WHAT NEEDS TO BE DONE
Every record must be repeated exactly, with no omission.
┌──
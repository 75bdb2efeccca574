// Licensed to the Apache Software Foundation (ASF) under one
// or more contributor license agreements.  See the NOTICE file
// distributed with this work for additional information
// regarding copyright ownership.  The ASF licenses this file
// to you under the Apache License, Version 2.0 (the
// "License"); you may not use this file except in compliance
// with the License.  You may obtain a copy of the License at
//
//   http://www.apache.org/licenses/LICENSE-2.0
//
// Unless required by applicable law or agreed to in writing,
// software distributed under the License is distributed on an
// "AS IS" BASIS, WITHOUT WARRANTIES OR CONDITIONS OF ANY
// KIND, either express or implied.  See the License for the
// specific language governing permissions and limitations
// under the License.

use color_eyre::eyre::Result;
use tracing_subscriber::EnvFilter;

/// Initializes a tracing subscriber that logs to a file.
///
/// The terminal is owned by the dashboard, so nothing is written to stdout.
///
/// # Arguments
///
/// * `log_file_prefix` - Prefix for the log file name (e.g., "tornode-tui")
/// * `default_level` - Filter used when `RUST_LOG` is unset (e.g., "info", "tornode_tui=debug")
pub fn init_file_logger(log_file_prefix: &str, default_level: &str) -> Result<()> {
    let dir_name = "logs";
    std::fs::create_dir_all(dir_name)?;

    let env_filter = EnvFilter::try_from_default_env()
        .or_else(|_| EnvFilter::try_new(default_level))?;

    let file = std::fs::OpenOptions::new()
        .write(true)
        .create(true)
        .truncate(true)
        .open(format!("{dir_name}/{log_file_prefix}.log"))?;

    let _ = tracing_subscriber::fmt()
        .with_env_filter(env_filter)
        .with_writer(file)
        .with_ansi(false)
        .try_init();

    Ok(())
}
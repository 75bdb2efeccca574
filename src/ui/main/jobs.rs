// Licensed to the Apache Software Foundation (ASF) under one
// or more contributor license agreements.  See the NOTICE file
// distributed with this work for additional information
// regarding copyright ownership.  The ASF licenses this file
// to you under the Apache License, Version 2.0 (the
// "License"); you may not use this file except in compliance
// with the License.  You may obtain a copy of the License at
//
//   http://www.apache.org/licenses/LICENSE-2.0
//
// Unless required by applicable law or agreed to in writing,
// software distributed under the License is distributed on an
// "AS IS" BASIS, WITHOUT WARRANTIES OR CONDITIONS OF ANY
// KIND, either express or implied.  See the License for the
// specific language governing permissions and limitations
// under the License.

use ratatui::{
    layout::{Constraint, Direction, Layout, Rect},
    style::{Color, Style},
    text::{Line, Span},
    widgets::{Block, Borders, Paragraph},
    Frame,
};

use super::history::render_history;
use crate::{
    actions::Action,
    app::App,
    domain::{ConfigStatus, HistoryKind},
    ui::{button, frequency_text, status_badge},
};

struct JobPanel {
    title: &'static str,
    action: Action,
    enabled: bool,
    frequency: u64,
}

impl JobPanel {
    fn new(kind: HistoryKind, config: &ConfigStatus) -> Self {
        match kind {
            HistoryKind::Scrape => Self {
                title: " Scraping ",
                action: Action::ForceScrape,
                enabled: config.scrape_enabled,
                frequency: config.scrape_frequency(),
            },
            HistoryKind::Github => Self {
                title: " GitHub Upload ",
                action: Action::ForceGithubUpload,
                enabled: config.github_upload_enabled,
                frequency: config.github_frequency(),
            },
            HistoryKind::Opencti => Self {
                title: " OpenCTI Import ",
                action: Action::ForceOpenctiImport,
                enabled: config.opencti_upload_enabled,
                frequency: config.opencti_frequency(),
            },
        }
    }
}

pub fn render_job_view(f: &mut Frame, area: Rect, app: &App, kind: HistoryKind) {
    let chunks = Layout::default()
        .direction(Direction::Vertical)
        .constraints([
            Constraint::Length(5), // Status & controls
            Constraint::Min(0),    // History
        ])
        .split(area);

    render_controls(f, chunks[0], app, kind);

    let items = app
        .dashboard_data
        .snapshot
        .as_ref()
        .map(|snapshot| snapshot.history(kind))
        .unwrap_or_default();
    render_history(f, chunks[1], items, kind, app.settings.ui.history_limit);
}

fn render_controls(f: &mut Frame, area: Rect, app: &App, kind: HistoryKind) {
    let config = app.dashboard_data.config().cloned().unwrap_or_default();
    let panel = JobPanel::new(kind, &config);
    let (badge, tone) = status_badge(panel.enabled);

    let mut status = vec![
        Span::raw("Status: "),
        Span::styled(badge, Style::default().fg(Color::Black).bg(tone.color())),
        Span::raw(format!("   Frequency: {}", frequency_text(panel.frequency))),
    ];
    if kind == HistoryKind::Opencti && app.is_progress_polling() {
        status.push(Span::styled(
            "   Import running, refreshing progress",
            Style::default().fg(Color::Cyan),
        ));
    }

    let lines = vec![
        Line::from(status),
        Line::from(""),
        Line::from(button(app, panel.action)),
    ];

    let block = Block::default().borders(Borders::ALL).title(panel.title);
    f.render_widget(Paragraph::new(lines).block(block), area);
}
└──
RESPONSE AREA
repository 75bdb2efeccca574
// Licensed to the Apache Software Foundation (ASF) under one
// or more contributor license agreements.  See the NOTICE file
// distributed with this work for additional information
// regarding copyright ownership.  The ASF licenses this file
// to you under the Apache License, Version 2.0 (the
// "License"); you may not use this file except in compliance
// with the License.  You may obtain a copy of the License at
//
//   http://www.apache.org/licenses/LICENSE-2.0
//
// Unless required by applicable law or agreed to in writing,
// software distributed under the License is distributed on an
// "AS IS" BASIS, WITHOUT WARRANTIES OR CONDITIONS OF ANY
// KIND, either express or implied.  See the License for the
// specific language governing permissions and limitations
// under the License.

use color_eyre::eyre::Result;
use tracing_subscriber::EnvFilter;

/// Initializes a tracing subscriber that logs to a file.
///
/// The terminal is owned by the dashboard, so nothing is written to stdout.
///
/// # Arguments
///
/// * `log_file_prefix` - Prefix for the log file name (e.g., "tornode-tui")
/// * `default_level` - Filter used when `RUST_LOG` is unset (e.g., "info", "tornode_tui=debug")
pub fn init_file_logger(log_file_prefix: &str, default_level: &str) -> Result<()> {
    let dir_name = "logs";
    std::fs::create_dir_all(dir_name)?;

    let env_filter = EnvFilter::try_from_default_env()
        .or_else(|_| EnvFilter::try_new(default_level))?;

    let file = std::fs::OpenOptions::new()
        .write(true)
        .create(true)
        .truncate(true)
        .open(format!("{dir_name}/{log_file_prefix}.log"))?;

    let _ = tracing_subscriber::fmt()
        .with_env_filter(env_filter)
        .with_writer(file)
        .with_ansi(false)
        .try_init();

    Ok(())
}
repository 75bdb2efeccca574
filename src/ui/main/jobs.rs
// Licensed to the Apache Software Foundation (ASF) under one
// or more contributor license agreements.  See the NOTICE file
// distributed with this work for additional information
// regarding copyright ownership.  The ASF licenses this file
// to you under the Apache License, Version 2.0 (the
// "License"); you may not use this file except in compliance
// with the License.  You may obtain a copy of the License at
//
//   http://www.apache.org/licenses/LICENSE-2.0
//
// Unless required by applicable law or agreed to in writing,
// software distributed under the License is distributed on an
// "AS IS" BASIS, WITHOUT WARRANTIES OR CONDITIONS OF ANY
// KIND, either express or implied.  See the License for the
// specific language governing permissions and limitations
// under the License.

use ratatui::{
    layout::{Constraint, Direction, Layout, Rect},
    style::{Color, Style},
    text::{Line, Span},
    widgets::{Block, Borders, Paragraph},
    Frame,
};

use super::history::render_history;
use crate::{
    actions::Action,
    app::App,
    domain::{ConfigStatus, HistoryKind},
    ui::{button, frequency_text, status_badge},
};

struct JobPanel {
    title: &'static str,
    action: Action,
    enabled: bool,
    frequency: u64,
}

impl JobPanel {
    fn new(kind: HistoryKind, config: &ConfigStatus) -> Self {
        match kind {
            HistoryKind::Scrape => Self {
                title: " Scraping ",
                action: Action::ForceScrape,
                enabled: config.scrape_enabled,
                frequency: config.scrape_frequency(),
            },
            HistoryKind::Github => Self {
                title: " GitHub Upload ",
                action: Action::ForceGithubUpload,
                enabled: config.github_upload_enabled,
                frequency: config.github_frequency(),
            },
            HistoryKind::Opencti => Self {
                title: " OpenCTI Import ",
                action: Action::ForceOpenctiImport,
                enabled: config.opencti_upload_enabled,
                frequency: config.opencti_frequency(),
            },
        }
    }
}

pub fn render_job_view(f: &mut Frame, area: Rect, app: &App, kind: HistoryKind) {
    let chunks = Layout::default()
        .direction(Direction::Vertical)
        .constraints([
            Constraint::Length(5), // Status & controls
            Constraint::Min(0),    // History
        ])
        .split(area);

    render_controls(f, chunks[0], app, kind);

    let items = app
        .dashboard_data
        .snapshot
        .as_ref()
        .map(|snapshot| snapshot.history(kind))
        .unwrap_or_default();
    render_history(f, chunks[1], items, kind, app.settings.ui.history_limit);
}

fn render_controls(f: &mut Frame, area: Rect, app: &App, kind: HistoryKind) {
    let config = app.dashboard_data.config().cloned().unwrap_or_default();
    let panel = JobPanel::new(kind, &config);
    let (badge, tone) = status_badge(panel.enabled);

    let mut status = vec![
        Span::raw("Status: "),
        Span::styled(badge, Style::default().fg(Color::Black).bg(tone.color())),
        Span::raw(format!("   Frequency: {}", frequency_text(panel.frequency))),
    ];
    if kind == HistoryKind::Opencti && app.is_progress_polling() {
        status.push(Span::styled(
            "   Import running, refreshing progress",
            Style::default().fg(Color::Cyan),
        ));
    }

    let lines = vec![
        Line::from(status),
        Line::from(""),
        Line::from(button(app, panel.action)),
    ];

    let block = Block::default().borders(Borders::ALL).title(panel.title);
    f.render_widget(Paragraph::new(lines).block(block), area);
}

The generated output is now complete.